(INFORMATION Opens)
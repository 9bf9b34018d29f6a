//! Sleuth CLI entry point.

use anyhow::Result;
use clap::Parser;
use sleuth::cli::{commands, Cli, Commands};
use sleuth::config::Settings;
use tracing_subscriber::{layer::SubscriberExt, util::SubscriberInitExt, EnvFilter};

#[tokio::main]
async fn main() -> Result<()> {
    let cli = Cli::parse();

    // Load configuration
    let settings = match &cli.config {
        Some(path) => Settings::load_from(Some(&std::path::PathBuf::from(path)))?,
        None => Settings::load()?,
    };

    // Initialize logging
    let log_level = match cli.verbose {
        0 => "warn",
        1 => settings.general.log_level.as_str(),
        2 => "debug",
        _ => "trace",
    };

    tracing_subscriber::registry()
        .with(EnvFilter::new(
            std::env::var("RUST_LOG").unwrap_or_else(|_| format!("sleuth={}", log_level)),
        ))
        .with(tracing_subscriber::fmt::layer().with_target(false))
        .init();

    match &cli.command {
        Commands::Init => {
            commands::run_init(&settings)?;
        }

        Commands::Doctor => {
            commands::run_doctor(&settings)?;
        }

        Commands::Ask { query, json, model } => {
            commands::run_ask(query, *json, model.clone(), settings).await?;
        }

        Commands::Interactive { model } => {
            commands::run_interactive(model.clone(), settings).await?;
        }

        Commands::Serve { host, port } => {
            commands::run_serve(host, *port, settings).await?;
        }

        Commands::Config { action } => {
            commands::run_config(action, settings)?;
        }
    }

    Ok(())
}
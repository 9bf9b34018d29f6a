//! Doctor command - verify configuration and tool backends.

use crate::cli::Output;
use crate::config::Settings;
use console::style;
use url::Url;

/// Check result for a single item.
#[derive(Debug)]
pub struct CheckResult {
    pub name: String,
    pub status: CheckStatus,
    pub message: String,
    pub hint: Option<String>,
}

#[derive(Debug, PartialEq)]
pub enum CheckStatus {
    Ok,
    Warning,
    Error,
}

impl CheckResult {
    fn ok(name: &str, message: &str) -> Self {
        Self {
            name: name.to_string(),
            status: CheckStatus::Ok,
            message: message.to_string(),
            hint: None,
        }
    }

    fn warning(name: &str, message: &str, hint: &str) -> Self {
        Self {
            name: name.to_string(),
            status: CheckStatus::Warning,
            message: message.to_string(),
            hint: Some(hint.to_string()),
        }
    }

    fn error(name: &str, message: &str, hint: &str) -> Self {
        Self {
            name: name.to_string(),
            status: CheckStatus::Error,
            message: message.to_string(),
            hint: Some(hint.to_string()),
        }
    }

    fn print(&self) {
        let icon = match self.status {
            CheckStatus::Ok => style("✓").green(),
            CheckStatus::Warning => style("!").yellow(),
            CheckStatus::Error => style("✗").red(),
        };

        println!("  {} {} - {}", icon, style(&self.name).bold(), self.message);

        if let Some(hint) = &self.hint {
            println!("    {} {}", style("→").dim(), style(hint).dim());
        }
    }
}

/// Run all diagnostic checks.
pub fn run_doctor(settings: &Settings) -> anyhow::Result<()> {
    Output::header("Sleuth Doctor");
    println!();
    println!("Checking configuration and research tools...\n");

    let mut checks = Vec::new();

    println!("{}", style("Model").bold());
    let model_checks = vec![
        check_api_key(&settings.model.api_key_env, std::env::var(&settings.model.api_key_env).ok()),
        check_model(settings),
    ];
    print_all(&model_checks);
    checks.extend(model_checks);

    println!();

    println!("{}", style("Research Tools").bold());
    let tool_checks = vec![
        check_endpoint("Web search", &settings.tools.search_url),
        check_endpoint("Wikipedia", &settings.tools.wikipedia_url),
        check_notes(settings),
    ];
    print_all(&tool_checks);
    checks.extend(tool_checks);

    println!();

    println!("{}", style("Configuration").bold());
    let config_check = check_config_file();
    config_check.print();
    checks.push(config_check);

    println!();

    let errors = checks.iter().filter(|c| c.status == CheckStatus::Error).count();
    let warnings = checks.iter().filter(|c| c.status == CheckStatus::Warning).count();

    if errors > 0 {
        Output::error(&format!(
            "{} error(s) found. Please fix them before using Sleuth.",
            errors
        ));
        std::process::exit(1);
    } else if warnings > 0 {
        Output::warning(&format!("All checks passed with {} warning(s).", warnings));
    } else {
        Output::success("All checks passed! Sleuth is ready to use.");
    }

    Ok(())
}

fn print_all(checks: &[CheckResult]) {
    for check in checks {
        check.print();
    }
}

/// Check that the model API key variable is set.
fn check_api_key(var: &str, value: Option<String>) -> CheckResult {
    let hint = format!("Set with: export {}='sk-...'", var);
    match value {
        Some(key) if key.trim().is_empty() => CheckResult::error(var, "empty", &hint),
        Some(key) if key.chars().count() > 12 => {
            let chars: Vec<char> = key.chars().collect();
            let head: String = chars[..4].iter().collect();
            let tail: String = chars[chars.len() - 4..].iter().collect();
            CheckResult::ok(var, &format!("configured ({}...{})", head, tail))
        }
        Some(_) => CheckResult::warning(var, "set but looks too short", &hint),
        None => CheckResult::error(var, "not set", &hint),
    }
}

fn check_model(settings: &Settings) -> CheckResult {
    let model = &settings.model;
    let backend = model.api_base.as_deref().unwrap_or("OpenAI");
    if model.max_iterations == 0 {
        return CheckResult::error(
            "Model",
            &format!("{} via {} with max_iterations = 0", model.name, backend),
            "Set model.max_iterations to at least 1",
        );
    }
    CheckResult::ok(
        "Model",
        &format!(
            "{} via {} (up to {} tool rounds)",
            model.name, backend, model.max_iterations
        ),
    )
}

/// Check that a tool backend URL is usable.
fn check_endpoint(name: &str, raw: &str) -> CheckResult {
    match Url::parse(raw) {
        Ok(url) if url.scheme() == "https" => CheckResult::ok(name, raw),
        Ok(url) if url.scheme() == "http" => CheckResult::warning(
            name,
            raw,
            "Plain HTTP endpoint; queries are sent unencrypted",
        ),
        Ok(url) => CheckResult::error(
            name,
            &format!("unsupported scheme '{}'", url.scheme()),
            "Use an http(s) URL",
        ),
        Err(e) => CheckResult::error(
            name,
            &format!("invalid URL: {}", e),
            "The tool will run in fallback mode. Fix the URL in the [tools] section",
        ),
    }
}

fn check_notes(settings: &Settings) -> CheckResult {
    if !settings.notes.write_to_disk {
        return CheckResult::ok("Notes", "formatted only (write_to_disk = false)");
    }
    let dir = settings.notes_dir();
    if dir.exists() {
        CheckResult::ok("Notes", &format!("{}", dir.display()))
    } else {
        CheckResult::warning(
            "Notes",
            &format!("{} (will be created)", dir.display()),
            "Directory will be created on first save",
        )
    }
}

/// Check if config file exists.
fn check_config_file() -> CheckResult {
    let config_path = Settings::default_config_path();
    if config_path.exists() {
        CheckResult::ok("Config file", &format!("{}", config_path.display()))
    } else {
        CheckResult::warning(
            "Config file",
            "using defaults",
            "Create with: sleuth init (or sleuth config edit)",
        )
    }
}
(INFORMATION Closes)
■ TASK REQUIREMENTS
Restate every record verbatim.

■ RESULT OF THE EXERCISE
repository 9bf9b34018d29f6a
//! Sleuth CLI entry point.

use anyhow::Result;
use clap::Parser;
use sleuth::cli::{commands, Cli, Commands};
use sleuth::config::Settings;
use tracing_subscriber::{layer::SubscriberExt, util::SubscriberInitExt, EnvFilter};

#[tokio::main]
async fn main() -> Result<()> {
    let cli = Cli::parse();

    // Load configuration
    let settings = match &cli.config {
        Some(path) => Settings::load_from(Some(&std::path::PathBuf::from(path)))?,
        None => Settings::load()?,
    };

    // Initialize logging
    let log_level = match cli.verbose {
        0 => "warn",
        1 => settings.general.log_level.as_str(),
        2 => "debug",
        _ => "trace",
    };

    tracing_subscriber::registry()
        .with(EnvFilter::new(
            std::env::var("RUST_LOG").unwrap_or_else(|_| format!("sleuth={}", log_level)),
        ))
        .with(tracing_subscriber::fmt::layer().with_target(false))
        .init();

    match &cli.command {
        Commands::Init => {
            commands::run_init(&settings)?;
        }

        Commands::Doctor => {
            commands::run_doctor(&settings)?;
        }

        Commands::Ask { query, json, model } => {
            commands::run_ask(query, *json, model.clone(), settings).await?;
        }

        Commands::Interactive { model } => {
            commands::run_interactive(model.clone(), settings).await?;
        }

        Commands::Serve { host, port } => {
            commands::run_serve(host, *port, settings).await?;
        }

        Commands::Config { action } => {
            commands::run_config(action, settings)?;
        }
    }

    Ok(())
}
repository 9bf9b34018d29f6a
//! Doctor command - verify configuration and tool backends.

use crate::cli::Output;
use crate::config::Settings;
use console::style;
use url::Url;

/// Check result for a single item.
#[derive(Debug)]
pub struct CheckResult {
    pub name: String,
    pub status: CheckStatus,
    pub message: String,
    pub hint: Option<String>,
}

#[derive(Debug, PartialEq)]
pub enum CheckStatus {
    Ok,
    Warning,
    Error,
}

impl CheckResult {
    fn ok(name: &str, message: &str) -> Self {
        Self {
            name: name.to_string(),
            status: CheckStatus::Ok,
            message: message.to_string(),
            hint: None,
        }
    }

    fn warning(name: &str, message: &str, hint: &str) -> Self {
        Self {
            name: name.to_string(),
            status: CheckStatus::Warning,
            message: message.to_string(),
            hint: Some(hint.to_string()),
        }
    }

    fn error(name: &str, message: &str, hint: &str) -> Self {
        Self {
            name: name.to_string(),
            status: CheckStatus::Error,
            message: message.to_string(),
            hint: Some(hint.to_string()),
        }
    }

    fn print(&self) {
        let icon = match self.status {
            CheckStatus::Ok => style("✓").green(),
            CheckStatus::Warning => style("!").yellow(),
            CheckStatus::Error => style("✗").red(),
        };

        println!("  {} {} - {}", icon, style(&self.name).bold(), self.message);

        if let Some(hint) = &self.hint {
            println!("    {} {}", style("→").dim(), style(hint).dim());
        }
    }
}

/// Run all diagnostic checks.
pub fn run_doctor(settings: &Settings) -> anyhow::Result<()> {
    Output::header("Sleuth Doctor");
    println!();
    println!("Checking configuration and research tools...\n");

    let mut checks = Vec::new();

    println!("{}", style("Model").bold());
    let model_checks = vec![
        check_api_key(&settings.model.api_key_env, std::env::var(&settings.model.api_key_env).ok()),
        check_model(settings),
    ];
    print_all(&model_checks);
    checks.extend(model_checks);

    println!();

    println!("{}", style("Research Tools").bold());
    let tool_checks = vec![
        check_endpoint("Web search", &settings.tools.search_url),
        check_endpoint("Wikipedia", &settings.tools.wikipedia_url),
        check_notes(settings),
    ];
    print_all(&tool_checks);
    checks.extend(tool_checks);

    println!();

    println!("{}", style("Configuration").bold());
    let config_check = check_config_file();
    config_check.print();
    checks.push(config_check);

    println!();

    let errors = checks.iter().filter(|c| c.status == CheckStatus::Error).count();
    let warnings = checks.iter().filter(|c| c.status == CheckStatus::Warning).count();

    if errors > 0 {
        Output::error(&format!(
            "{} error(s) found. Please fix them before using Sleuth.",
            errors
        ));
        std::process::exit(1);
    } else if warnings > 0 {
        Output::warning(&format!("All checks passed with {} warning(s).", warnings));
    } else {
        Output::success("All checks passed! Sleuth is ready to use.");
    }

    Ok(())
}

fn print_all(checks: &[CheckResult]) {
    for check in checks {
        check.print();
    }
}

/// Check that the model API key variable is set.
fn check_api_key(var: &str, value: Option<String>) -> CheckResult {
    let hint = format!("Set with: export {}='sk-...'", var);
    match value {
        Some(key) if key.trim().is_empty() => CheckResult::error(var, "empty", &hint),
        Some(key) if key.chars().count() > 12 => {
            let chars: Vec<char> = key.chars().collect();
            let head: String = chars[..4].iter().collect();
            let tail: String = chars[chars.len() - 4..].iter().collect();
            CheckResult::ok(var, &format!("configured ({}...{})", head, tail))
        }
        Some(_) => CheckResult::warning(var, "set but looks too short", &hint),
        None => CheckResult::error(var, "not set", &hint),
    }
}

fn check_model(settings: &Settings) -> CheckResult {
    let model = &settings.model;
    let backend = model.api_base.as_deref().unwrap_or("OpenAI");
    if model.max_iterations == 0 {
        return CheckResult::error(
            "Model",
            &format!("{} via {} with max_iterations = 0", model.name, backend),
            "Set model.max_iterations to at least 1",
        );
    }
    CheckResult::ok(
        "Model",
        &format!(
            "{} via {} (up to {} tool rounds)",
            model.name, backend, model.max_iterations
        ),
    )
}

/// Check that a tool backend URL is usable.
fn check_endpoint(name: &str, raw: &str) -> CheckResult {
    match Url::parse(raw) {
        Ok(url) if url.scheme() == "https" => CheckResult::ok(name, raw),
        Ok(url) if url.scheme() == "http" => CheckResult::warning(
            name,
            raw,
            "Plain HTTP endpoint; queries are sent unencrypted",
        ),
        Ok(url) => CheckResult::error(
            name,
            &format!("unsupported scheme '{}'", url.scheme()),
            "Use an http(s) URL",
        ),
        Err(e) => CheckResult::error(
            name,
            &format!("invalid URL: {}", e),
            "The tool will run in fallback mode. Fix the URL in the [tools] section",
        ),
    }
}

fn check_notes(settings: &Settings) -> CheckResult {
    if !settings.notes.write_to_disk {
        return CheckResult::ok("Notes", "formatted only (write_to_disk = false)");
    }
    let dir = settings.notes_dir();
    if dir.exists() {
        CheckResult::ok("Notes", &format!("{}", dir.display()))
    } else {
        CheckResult::warning(
            "Notes",
            &format!("{} (will be created)", dir.display()),
            "Directory will be created on first save",
        )
    }
}

/// Check if config file exists.
fn check_config_file() -> CheckResult {
    let config_path = Settings::default_config_path();
    if config_path.exists() {
        CheckResult::ok("Config file", &format!("{}", config_path.display()))
    } else {
        CheckResult::warning(
            "Config file",
            "using defaults",
            "Create with: sleuth init (or sleuth config edit)",
        )
    }
}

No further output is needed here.